*** Opening Source material ***

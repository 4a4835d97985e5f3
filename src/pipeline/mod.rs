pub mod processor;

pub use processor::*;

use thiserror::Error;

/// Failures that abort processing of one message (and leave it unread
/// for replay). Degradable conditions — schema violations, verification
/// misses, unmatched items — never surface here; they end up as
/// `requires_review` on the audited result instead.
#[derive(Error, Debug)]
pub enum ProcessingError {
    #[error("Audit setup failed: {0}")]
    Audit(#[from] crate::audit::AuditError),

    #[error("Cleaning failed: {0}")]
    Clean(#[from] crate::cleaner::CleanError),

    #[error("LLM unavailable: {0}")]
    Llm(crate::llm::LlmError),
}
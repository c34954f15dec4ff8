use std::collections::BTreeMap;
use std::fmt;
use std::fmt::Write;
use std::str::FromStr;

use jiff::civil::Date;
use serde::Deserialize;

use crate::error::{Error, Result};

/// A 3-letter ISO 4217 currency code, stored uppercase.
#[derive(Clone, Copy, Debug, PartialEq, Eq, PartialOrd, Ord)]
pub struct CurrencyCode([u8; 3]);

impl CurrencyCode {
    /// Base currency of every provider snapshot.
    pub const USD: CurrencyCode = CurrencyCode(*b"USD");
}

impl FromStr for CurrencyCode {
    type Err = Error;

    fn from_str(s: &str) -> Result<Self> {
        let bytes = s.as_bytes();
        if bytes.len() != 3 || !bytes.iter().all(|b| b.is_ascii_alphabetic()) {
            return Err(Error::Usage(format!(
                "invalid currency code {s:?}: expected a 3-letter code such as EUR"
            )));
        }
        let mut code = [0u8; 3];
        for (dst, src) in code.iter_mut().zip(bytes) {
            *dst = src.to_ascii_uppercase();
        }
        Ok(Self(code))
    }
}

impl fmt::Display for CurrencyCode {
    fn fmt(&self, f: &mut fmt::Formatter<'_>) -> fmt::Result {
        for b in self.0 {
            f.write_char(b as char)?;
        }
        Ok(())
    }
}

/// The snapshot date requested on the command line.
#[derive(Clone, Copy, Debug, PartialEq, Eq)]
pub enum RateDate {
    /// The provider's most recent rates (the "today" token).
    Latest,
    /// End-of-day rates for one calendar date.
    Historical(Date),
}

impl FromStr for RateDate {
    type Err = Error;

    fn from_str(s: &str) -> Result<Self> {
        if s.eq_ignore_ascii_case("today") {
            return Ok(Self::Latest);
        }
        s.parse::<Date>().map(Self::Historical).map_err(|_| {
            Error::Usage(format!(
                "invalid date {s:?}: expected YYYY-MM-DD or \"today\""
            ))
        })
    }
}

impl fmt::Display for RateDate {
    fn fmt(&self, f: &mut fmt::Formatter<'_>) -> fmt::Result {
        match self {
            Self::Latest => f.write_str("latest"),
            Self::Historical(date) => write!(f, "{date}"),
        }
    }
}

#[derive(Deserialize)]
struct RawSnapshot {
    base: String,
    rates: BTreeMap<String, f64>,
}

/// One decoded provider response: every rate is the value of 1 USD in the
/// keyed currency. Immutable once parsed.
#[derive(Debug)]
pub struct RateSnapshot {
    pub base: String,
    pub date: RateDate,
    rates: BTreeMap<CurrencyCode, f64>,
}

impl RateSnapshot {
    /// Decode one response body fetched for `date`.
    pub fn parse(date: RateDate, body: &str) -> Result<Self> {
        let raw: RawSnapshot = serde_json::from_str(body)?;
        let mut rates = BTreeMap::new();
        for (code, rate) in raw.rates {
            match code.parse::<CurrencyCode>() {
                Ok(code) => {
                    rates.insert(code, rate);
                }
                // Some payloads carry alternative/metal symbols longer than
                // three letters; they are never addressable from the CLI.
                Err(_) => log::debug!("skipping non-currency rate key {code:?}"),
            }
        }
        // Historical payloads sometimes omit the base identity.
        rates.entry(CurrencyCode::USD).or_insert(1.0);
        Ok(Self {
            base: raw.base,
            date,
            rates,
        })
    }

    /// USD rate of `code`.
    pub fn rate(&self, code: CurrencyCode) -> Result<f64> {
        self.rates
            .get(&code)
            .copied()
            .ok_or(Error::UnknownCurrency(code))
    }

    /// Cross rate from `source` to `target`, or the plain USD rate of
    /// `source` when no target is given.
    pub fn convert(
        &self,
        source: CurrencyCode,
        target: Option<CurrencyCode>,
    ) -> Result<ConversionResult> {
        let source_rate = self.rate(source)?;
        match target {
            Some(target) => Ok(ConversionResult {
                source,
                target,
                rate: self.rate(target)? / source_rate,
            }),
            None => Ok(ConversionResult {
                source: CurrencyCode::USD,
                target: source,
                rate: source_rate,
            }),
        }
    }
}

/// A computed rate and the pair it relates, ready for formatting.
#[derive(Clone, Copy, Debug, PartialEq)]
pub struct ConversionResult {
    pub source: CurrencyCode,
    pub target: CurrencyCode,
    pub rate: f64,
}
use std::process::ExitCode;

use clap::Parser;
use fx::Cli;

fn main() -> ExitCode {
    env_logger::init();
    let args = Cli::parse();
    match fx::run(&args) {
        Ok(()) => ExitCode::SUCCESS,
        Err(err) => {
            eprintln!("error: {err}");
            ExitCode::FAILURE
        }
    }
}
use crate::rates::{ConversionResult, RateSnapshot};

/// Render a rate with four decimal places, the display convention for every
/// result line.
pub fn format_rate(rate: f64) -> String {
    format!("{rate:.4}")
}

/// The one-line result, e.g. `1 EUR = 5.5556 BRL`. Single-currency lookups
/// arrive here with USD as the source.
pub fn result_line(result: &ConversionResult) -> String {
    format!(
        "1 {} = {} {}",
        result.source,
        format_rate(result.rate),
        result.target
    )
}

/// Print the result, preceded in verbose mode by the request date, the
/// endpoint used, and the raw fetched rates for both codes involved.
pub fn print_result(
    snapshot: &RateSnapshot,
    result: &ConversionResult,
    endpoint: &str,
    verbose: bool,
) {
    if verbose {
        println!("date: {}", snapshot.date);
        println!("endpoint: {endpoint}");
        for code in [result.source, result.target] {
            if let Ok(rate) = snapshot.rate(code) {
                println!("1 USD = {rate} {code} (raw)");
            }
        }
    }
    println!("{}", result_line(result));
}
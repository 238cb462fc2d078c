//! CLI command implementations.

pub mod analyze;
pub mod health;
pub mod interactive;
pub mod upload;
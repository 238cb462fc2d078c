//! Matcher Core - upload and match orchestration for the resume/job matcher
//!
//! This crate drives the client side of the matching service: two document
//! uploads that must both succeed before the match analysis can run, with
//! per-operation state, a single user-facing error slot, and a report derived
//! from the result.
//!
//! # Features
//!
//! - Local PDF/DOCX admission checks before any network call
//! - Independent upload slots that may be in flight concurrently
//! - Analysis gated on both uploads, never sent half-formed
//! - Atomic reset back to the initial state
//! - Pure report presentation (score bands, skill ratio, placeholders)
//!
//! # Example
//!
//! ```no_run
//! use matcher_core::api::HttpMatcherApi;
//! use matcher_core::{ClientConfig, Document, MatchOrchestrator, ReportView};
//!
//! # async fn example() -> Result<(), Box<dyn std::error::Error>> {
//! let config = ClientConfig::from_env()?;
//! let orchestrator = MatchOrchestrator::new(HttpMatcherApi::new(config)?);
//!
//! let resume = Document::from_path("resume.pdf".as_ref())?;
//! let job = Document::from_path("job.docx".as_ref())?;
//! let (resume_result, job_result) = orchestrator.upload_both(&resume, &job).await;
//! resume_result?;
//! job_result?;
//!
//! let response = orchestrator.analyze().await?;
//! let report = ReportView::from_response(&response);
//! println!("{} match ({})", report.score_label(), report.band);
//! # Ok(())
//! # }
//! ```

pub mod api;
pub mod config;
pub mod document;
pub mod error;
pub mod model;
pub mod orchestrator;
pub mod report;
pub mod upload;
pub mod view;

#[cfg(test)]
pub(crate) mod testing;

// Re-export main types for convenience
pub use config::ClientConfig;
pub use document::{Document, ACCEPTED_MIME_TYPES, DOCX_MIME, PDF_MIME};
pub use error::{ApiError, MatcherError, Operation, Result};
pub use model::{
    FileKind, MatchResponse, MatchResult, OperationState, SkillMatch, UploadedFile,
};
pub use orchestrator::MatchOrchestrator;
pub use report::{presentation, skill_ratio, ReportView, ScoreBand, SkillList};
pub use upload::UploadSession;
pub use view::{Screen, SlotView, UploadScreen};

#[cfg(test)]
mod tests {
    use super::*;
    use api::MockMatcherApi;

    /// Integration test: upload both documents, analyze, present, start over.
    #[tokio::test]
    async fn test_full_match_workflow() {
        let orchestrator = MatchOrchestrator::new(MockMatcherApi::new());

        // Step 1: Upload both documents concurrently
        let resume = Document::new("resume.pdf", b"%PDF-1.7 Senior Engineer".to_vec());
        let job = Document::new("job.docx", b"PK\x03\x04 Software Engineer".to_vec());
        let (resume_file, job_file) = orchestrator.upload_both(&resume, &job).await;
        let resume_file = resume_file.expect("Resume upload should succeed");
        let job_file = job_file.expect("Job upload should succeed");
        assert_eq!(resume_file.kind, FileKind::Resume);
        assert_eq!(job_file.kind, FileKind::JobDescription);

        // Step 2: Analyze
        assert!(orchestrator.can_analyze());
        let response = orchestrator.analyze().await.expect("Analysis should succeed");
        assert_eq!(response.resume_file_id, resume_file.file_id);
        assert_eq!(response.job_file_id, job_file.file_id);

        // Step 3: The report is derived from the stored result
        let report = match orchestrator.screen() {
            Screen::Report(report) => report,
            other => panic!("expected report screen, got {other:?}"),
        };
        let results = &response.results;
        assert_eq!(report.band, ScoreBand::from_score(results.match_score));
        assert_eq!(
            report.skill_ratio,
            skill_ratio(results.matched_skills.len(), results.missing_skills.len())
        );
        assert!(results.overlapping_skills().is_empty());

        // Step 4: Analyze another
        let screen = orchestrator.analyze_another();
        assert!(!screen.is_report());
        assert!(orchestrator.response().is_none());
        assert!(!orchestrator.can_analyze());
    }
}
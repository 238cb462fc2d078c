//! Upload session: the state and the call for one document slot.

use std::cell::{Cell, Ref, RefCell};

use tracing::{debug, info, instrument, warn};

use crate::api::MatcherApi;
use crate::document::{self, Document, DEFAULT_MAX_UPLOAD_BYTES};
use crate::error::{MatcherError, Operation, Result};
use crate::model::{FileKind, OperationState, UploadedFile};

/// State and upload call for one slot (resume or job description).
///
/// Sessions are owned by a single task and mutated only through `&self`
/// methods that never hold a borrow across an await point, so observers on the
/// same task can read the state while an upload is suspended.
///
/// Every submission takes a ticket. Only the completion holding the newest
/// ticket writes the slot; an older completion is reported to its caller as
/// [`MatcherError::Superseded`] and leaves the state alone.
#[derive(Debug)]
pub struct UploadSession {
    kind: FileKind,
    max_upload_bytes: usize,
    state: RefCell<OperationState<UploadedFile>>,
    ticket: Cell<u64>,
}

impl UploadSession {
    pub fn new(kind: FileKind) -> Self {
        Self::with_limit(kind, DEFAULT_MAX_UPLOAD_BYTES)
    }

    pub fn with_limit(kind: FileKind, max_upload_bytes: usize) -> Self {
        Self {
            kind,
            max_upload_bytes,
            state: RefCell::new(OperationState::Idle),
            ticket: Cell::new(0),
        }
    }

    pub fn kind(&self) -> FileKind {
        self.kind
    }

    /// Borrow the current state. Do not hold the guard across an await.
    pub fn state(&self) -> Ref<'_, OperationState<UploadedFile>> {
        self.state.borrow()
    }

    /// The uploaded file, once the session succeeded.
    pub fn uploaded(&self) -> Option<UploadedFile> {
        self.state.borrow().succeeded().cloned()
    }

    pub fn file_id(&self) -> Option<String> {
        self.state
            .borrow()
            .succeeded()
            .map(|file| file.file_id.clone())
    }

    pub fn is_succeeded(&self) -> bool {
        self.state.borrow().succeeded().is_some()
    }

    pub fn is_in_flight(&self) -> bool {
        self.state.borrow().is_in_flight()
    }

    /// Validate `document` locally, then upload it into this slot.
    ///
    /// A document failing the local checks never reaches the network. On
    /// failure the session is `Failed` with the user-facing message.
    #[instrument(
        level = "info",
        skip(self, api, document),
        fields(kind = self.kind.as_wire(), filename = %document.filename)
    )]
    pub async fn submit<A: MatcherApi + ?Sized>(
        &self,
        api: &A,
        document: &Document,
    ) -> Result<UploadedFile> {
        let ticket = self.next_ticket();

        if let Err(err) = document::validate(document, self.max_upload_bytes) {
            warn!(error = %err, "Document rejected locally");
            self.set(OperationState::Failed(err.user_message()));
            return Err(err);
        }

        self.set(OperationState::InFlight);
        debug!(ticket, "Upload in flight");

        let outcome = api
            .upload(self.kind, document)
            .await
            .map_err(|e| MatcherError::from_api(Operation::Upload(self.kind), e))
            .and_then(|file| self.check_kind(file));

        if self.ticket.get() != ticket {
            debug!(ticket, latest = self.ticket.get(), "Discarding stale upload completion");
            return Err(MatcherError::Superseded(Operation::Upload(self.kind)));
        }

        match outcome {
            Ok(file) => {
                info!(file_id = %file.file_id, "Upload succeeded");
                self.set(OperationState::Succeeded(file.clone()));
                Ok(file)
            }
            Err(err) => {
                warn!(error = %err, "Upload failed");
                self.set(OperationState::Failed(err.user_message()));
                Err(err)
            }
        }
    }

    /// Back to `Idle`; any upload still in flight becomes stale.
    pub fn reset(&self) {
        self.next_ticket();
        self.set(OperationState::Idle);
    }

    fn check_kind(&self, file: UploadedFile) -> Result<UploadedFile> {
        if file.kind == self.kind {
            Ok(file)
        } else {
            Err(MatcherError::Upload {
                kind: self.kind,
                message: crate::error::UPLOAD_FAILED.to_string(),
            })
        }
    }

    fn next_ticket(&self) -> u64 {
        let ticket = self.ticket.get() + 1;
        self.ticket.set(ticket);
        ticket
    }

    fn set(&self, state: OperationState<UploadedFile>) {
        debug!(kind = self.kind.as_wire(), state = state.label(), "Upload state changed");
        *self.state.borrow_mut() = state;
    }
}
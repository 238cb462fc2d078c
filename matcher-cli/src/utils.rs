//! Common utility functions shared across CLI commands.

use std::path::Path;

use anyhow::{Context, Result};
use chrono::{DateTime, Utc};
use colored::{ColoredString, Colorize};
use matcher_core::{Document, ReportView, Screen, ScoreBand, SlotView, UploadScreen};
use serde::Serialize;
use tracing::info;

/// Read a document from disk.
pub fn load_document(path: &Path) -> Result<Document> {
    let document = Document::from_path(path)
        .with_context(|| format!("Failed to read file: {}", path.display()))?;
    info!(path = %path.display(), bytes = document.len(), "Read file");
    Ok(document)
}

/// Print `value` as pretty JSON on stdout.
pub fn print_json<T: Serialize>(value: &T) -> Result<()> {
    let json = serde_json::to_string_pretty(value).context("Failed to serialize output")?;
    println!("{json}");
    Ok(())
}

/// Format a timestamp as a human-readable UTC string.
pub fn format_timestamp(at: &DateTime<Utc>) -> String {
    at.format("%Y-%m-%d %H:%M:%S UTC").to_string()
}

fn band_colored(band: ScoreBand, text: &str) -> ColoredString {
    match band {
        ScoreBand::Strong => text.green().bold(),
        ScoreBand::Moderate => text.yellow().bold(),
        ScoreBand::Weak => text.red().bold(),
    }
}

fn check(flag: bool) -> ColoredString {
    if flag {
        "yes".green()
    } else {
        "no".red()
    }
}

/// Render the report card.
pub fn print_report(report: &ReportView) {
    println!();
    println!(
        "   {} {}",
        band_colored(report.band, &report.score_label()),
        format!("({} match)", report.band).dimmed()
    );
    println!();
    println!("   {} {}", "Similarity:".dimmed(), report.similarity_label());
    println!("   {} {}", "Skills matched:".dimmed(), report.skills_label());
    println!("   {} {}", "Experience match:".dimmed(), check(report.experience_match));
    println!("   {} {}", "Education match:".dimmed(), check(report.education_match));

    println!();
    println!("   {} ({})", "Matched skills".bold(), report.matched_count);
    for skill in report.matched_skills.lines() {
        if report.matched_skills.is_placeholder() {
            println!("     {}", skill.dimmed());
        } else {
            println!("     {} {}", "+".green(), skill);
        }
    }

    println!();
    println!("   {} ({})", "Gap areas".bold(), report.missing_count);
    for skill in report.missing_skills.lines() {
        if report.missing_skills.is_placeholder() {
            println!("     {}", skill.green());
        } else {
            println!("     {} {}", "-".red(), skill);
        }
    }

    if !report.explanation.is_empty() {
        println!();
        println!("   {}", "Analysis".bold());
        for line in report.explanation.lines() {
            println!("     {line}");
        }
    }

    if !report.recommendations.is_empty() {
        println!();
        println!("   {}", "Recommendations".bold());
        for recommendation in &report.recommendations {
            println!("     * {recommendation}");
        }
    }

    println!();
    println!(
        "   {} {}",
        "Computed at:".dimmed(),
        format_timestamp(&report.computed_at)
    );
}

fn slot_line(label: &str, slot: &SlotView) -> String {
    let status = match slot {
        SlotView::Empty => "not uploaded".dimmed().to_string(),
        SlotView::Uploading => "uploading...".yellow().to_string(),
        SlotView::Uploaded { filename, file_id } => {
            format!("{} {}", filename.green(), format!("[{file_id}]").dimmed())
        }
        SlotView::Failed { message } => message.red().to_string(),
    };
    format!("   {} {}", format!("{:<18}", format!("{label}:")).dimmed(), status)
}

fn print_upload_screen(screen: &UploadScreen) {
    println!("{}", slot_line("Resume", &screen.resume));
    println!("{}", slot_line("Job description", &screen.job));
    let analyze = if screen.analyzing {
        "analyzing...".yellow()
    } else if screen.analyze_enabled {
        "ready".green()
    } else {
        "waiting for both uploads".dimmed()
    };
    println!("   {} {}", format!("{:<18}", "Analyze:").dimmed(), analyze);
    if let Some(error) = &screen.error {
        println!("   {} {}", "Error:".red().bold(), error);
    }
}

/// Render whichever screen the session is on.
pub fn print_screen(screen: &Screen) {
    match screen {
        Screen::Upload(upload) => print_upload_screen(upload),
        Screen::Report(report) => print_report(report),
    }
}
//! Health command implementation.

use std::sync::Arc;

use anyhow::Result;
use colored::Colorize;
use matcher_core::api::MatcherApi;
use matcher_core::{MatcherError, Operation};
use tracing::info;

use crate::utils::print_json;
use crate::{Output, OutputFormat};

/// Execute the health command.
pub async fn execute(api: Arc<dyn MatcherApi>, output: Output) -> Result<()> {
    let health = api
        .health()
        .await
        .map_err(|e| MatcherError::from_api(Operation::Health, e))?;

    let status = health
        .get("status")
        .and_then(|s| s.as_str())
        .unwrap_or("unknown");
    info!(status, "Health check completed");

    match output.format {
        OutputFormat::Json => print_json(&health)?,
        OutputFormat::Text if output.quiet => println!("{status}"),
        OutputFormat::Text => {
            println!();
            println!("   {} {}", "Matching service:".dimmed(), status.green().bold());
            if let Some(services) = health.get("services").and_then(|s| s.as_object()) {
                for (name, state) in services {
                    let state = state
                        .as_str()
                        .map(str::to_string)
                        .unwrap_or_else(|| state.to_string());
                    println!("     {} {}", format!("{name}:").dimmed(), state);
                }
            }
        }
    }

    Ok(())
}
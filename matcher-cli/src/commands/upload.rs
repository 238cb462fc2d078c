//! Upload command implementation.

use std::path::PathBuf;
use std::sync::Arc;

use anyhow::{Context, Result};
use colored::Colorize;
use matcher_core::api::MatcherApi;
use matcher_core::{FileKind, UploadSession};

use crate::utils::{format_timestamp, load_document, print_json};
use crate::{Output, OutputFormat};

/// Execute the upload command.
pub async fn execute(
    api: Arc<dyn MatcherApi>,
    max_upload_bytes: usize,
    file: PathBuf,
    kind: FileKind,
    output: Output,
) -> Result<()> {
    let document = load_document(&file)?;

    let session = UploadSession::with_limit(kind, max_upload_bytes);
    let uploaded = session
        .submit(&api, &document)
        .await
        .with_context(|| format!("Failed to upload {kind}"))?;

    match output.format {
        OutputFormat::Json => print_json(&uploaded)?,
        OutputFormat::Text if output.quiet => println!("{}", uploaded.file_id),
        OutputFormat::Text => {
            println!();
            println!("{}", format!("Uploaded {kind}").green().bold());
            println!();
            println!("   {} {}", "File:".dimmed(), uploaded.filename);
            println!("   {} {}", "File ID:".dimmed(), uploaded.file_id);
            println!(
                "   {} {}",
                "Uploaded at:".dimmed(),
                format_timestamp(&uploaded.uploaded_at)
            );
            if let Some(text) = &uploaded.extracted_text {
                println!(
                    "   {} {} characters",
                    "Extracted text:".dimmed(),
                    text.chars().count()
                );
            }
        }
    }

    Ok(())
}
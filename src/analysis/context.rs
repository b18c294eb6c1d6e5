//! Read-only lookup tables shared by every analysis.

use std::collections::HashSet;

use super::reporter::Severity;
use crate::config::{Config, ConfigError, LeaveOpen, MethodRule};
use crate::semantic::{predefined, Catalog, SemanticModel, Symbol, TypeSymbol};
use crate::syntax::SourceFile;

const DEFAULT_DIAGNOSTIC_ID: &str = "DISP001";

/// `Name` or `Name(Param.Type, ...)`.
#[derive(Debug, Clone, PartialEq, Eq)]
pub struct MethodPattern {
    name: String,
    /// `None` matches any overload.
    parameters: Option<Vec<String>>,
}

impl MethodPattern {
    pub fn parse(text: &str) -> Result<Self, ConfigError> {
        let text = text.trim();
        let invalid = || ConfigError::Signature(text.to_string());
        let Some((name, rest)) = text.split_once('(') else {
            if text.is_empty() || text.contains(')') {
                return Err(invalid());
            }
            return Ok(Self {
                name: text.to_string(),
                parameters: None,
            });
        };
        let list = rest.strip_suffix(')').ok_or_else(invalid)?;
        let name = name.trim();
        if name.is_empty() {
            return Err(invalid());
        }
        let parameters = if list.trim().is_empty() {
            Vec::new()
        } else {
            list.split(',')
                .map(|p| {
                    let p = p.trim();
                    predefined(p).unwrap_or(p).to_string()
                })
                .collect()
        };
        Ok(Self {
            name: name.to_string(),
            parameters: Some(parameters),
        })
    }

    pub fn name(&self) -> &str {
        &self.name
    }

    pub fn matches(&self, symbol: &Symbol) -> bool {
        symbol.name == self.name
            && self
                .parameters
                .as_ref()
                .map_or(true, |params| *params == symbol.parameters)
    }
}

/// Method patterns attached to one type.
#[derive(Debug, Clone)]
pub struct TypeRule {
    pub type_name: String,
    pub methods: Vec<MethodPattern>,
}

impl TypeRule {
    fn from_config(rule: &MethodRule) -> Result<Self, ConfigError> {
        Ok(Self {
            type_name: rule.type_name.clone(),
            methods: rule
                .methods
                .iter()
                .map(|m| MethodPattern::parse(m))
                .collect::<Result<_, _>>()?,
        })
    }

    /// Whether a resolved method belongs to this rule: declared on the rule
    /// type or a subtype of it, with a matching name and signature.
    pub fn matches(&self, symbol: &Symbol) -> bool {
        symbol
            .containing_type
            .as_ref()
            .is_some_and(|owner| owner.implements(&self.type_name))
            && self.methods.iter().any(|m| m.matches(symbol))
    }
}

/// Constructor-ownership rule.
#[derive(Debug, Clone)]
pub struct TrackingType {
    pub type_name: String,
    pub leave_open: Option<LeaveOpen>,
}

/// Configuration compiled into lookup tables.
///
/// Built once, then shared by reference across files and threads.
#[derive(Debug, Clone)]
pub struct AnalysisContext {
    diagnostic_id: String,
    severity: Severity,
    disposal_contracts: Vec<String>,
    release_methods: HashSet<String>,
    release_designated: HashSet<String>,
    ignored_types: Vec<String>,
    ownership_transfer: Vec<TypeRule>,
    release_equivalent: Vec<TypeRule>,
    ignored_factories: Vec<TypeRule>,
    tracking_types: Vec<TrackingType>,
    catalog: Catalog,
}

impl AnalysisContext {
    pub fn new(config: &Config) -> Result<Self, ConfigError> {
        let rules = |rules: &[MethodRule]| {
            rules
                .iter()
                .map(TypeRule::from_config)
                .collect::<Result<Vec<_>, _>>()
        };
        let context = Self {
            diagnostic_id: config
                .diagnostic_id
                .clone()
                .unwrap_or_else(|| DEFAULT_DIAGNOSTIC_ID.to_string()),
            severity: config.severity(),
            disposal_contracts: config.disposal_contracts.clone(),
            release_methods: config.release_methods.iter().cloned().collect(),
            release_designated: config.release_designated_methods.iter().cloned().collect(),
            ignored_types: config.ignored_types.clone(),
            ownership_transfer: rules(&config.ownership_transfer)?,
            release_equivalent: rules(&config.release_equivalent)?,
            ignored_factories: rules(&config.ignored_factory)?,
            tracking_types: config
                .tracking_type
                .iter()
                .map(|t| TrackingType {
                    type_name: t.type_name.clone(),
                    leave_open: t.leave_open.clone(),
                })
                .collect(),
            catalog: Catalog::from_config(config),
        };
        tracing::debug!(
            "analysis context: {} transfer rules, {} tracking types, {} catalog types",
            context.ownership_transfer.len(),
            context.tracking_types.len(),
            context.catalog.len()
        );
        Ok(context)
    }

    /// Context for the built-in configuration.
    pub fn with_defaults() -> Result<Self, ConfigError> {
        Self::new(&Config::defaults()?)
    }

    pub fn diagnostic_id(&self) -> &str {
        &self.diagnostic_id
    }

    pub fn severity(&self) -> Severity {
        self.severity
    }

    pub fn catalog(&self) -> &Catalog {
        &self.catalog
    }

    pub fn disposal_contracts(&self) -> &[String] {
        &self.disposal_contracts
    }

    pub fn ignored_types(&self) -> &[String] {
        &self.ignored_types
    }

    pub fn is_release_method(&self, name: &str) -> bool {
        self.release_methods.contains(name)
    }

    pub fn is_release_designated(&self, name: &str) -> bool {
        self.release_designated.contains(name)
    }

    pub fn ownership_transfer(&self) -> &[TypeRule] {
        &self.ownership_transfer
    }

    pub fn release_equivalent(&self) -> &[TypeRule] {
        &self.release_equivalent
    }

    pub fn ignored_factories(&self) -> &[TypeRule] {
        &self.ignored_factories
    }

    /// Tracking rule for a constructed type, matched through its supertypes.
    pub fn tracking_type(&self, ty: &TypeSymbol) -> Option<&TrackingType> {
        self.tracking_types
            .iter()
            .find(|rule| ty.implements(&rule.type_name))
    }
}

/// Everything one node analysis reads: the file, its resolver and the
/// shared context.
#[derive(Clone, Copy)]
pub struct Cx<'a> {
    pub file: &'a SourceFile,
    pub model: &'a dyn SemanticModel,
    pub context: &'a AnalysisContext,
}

*** Closing Source material ***

Activity: How many lines of these entries contain the string "green"? Reply with the number alone.

Result of this exercise: 8